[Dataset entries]
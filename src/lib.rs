//! # Source Query Protocol
//!
//! UDP server-status query protocol compatible with the source engine query family
//! (`A2S_INFO`, `A2S_PLAYER`, `A2S_RULES`), including challenge handshakes, multi-datagram
//! fragmentation and a self-describing player-ex extension.
//!
//! ## Layers
//! - [`core`]: packets, messages, player fields and the registries that decode them
//! - [`protocol`]: frames, per-endpoint sessions for both roles and their registries
//! - [`transport`]: Tokio UDP server and client, reply cache
//! - [`utils`]: logging setup, metrics, time helpers
//!
//! ## Quick Start
//! ```rust,no_run
//! use std::sync::{Arc, RwLock};
//! use source_query_protocol::config::QueryConfig;
//! use source_query_protocol::protocol::stats::{GameStats, StatsReplyBuilder};
//! use source_query_protocol::transport::udp::QueryServer;
//!
//! # async fn run() -> source_query_protocol::error::Result<()> {
//! let config = QueryConfig::default();
//! let stats = Arc::new(RwLock::new(GameStats::default()));
//! let builder = Arc::new(StatsReplyBuilder::new(stats));
//! let server = QueryServer::bind(&config, builder).await?;
//! server.run().await
//! # }
//! ```

pub mod config;
pub mod core;
pub mod error;
pub mod protocol;
pub mod transport;
pub mod utils;

pub use crate::core::message::Message;
pub use crate::core::packet::Packet;
pub use crate::error::{ProtocolError, Result};
pub use crate::protocol::frame::Frame;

• **WHAT THE TASK ASKS**:
Wherever the string "crate" appears in the data above, report the whole line.

• **RESPONSE TO THE EXERCISE**:
pub use crate::core::message::Message;
pub use crate::core::packet::Packet;
pub use crate::error::{ProtocolError, Result};
pub use crate::protocol::frame::Frame;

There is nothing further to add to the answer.